The request targeted imports of hot-rolled coil—used in making cars—from Australia, Brazil, Japan, South Korea, the Netherlands, Turkey and the U.K. China wasn’t named in the petition because the U.S. already has tariffs on imports of that kind of steel from China. The petition was filed with the U.S. Commerce Department and the U.S. International Trade Commission.

Overall steel imports into the U.S. have tapered off after rising 7% in the first quarter. For the first six months, they were off 4.6% from a year earlier at 20.9 million tons, according to Global Trade Information Services.

The problem for U.S. steelmakers is sluggish prices, which are held down by inexpensive imports. The U.S. index price for hot-rolled coil, a benchmark product, has fallen more than 20% this year to $468 per ton.

That is still about $100 higher than the price in Europe and $200 above that in Asia, according to steel buyers, making the U.S. a tempting market.

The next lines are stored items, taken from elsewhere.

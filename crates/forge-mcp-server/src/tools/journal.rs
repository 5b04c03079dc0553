// SPDX-FileCopyrightText: 2026 Session Forge Contributors
// SPDX-License-Identifier: MIT OR Apache-2.0

use std::sync::Arc;

use async_trait::async_trait;
use chrono::Utc;
use forge_core::ForgeError;
use forge_memory::journal::DEFAULT_RECALL;
use forge_memory::{ForgeMemory, NewJournalEntry};
use serde_json::{Value, json};

use super::{optional_str, optional_usize, required_str, string_list};
use crate::tool::{Tool, ToolOutput};

pub struct JournalEntryTool {
    memory: Arc<ForgeMemory>,
}

impl JournalEntryTool {
    pub fn new(memory: Arc<ForgeMemory>) -> Self {
        Self { memory }
    }
}

#[async_trait]
impl Tool for JournalEntryTool {
    fn name(&self) -> &str {
        "journal_entry"
    }

    fn description(&self) -> &str {
        "Record a journal entry capturing how the session went, not just the task. \
         Call at the end of meaningful sessions."
    }

    fn parameters_schema(&self) -> Value {
        json!({
            "type": "object",
            "properties": {
                "summary": { "type": "string", "description": "What happened this session" },
                "key_moments": {
                    "type": "array", "items": { "type": "string" },
                    "description": "Significant moments"
                },
                "emotional_context": { "type": "string", "description": "How the session felt" },
                "breakthroughs": {
                    "type": "array", "items": { "type": "string" },
                    "description": "What clicked"
                },
                "frustrations": {
                    "type": "array", "items": { "type": "string" },
                    "description": "What was difficult"
                },
                "collaboration_notes": {
                    "type": "string",
                    "description": "Observations about working together"
                }
            },
            "required": ["summary"]
        })
    }

    async fn invoke(&self, input: Value) -> Result<ToolOutput, ForgeError> {
        let new = NewJournalEntry {
            summary: required_str(&input, "summary")?,
            key_moments: string_list(&input, "key_moments")?,
            emotional_context: optional_str(&input, "emotional_context")?,
            breakthroughs: string_list(&input, "breakthroughs")?,
            frustrations: string_list(&input, "frustrations")?,
            collaboration_notes: optional_str(&input, "collaboration_notes")?,
        };
        ToolOutput::json(&self.memory.journal.record(new, Utc::now())?)
    }
}

pub struct JournalRecallTool {
    memory: Arc<ForgeMemory>,
}

impl JournalRecallTool {
    pub fn new(memory: Arc<ForgeMemory>) -> Self {
        Self { memory }
    }
}

#[async_trait]
impl Tool for JournalRecallTool {
    fn name(&self) -> &str {
        "journal_recall"
    }

    fn description(&self) -> &str {
        "Retrieve the most recent session journals. Call at the start of a session."
    }

    fn parameters_schema(&self) -> Value {
        json!({
            "type": "object",
            "properties": {
                "sessions_count": {
                    "type": "integer",
                    "minimum": 0,
                    "description": "How many recent sessions to retrieve (default 3)"
                }
            }
        })
    }

    async fn invoke(&self, input: Value) -> Result<ToolOutput, ForgeError> {
        let count = optional_usize(&input, "sessions_count")?.unwrap_or(DEFAULT_RECALL);
        ToolOutput::json(&self.memory.journal.recall(count))
    }
}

Imports of hot-rolled steel from the seven countries named in the latest petition increased by about 73% from 2012 to 2014, rising from 1.9 million tons to 3.3 million tons, AK Steel said. “As a result of the increasing volumes of low-priced imports, U.S. producers have suffered significant declines in production, shipments, prices and profits.”

The problem could be compounded by China’s move this week to devalue its currency.

Thomas Gibson, a lobbyist in Washington for U.S. Steel, Nucor and other steelmakers, said China’s currency is undervalued and is causing “massive damage” to “our nation’s manufacturing sector, especially the steel industry.”

Chinese trade officials have denied intentionally trying to gain market share for steel through currency manipulation.

For U.S. steelmakers, these aren’t easy times. U.S. Steel had a loss of $261 million in the second quarter, and other steelmakers have also taken hits to their bottom lines despite strong demand from auto makers.

Potentially complicating the market, ArcelorMittal and U.S. Steel are both locked in tense negotiations with the United Steelworkers union over a new three-year labor deal. The talks could theoretically end up in a strike, disrupting production.

But buyers aren’t worried, says John Packard, publisher of Steel Market Update, who said he recently surveyed a large swath of the market.

“Steel is easy to get right now,” he said. “Lead times are short, and service centers have had an abundance of inventory. And there’s a perception there’s quite a bit of unsold foreign available, so buyers have gotten complacent.”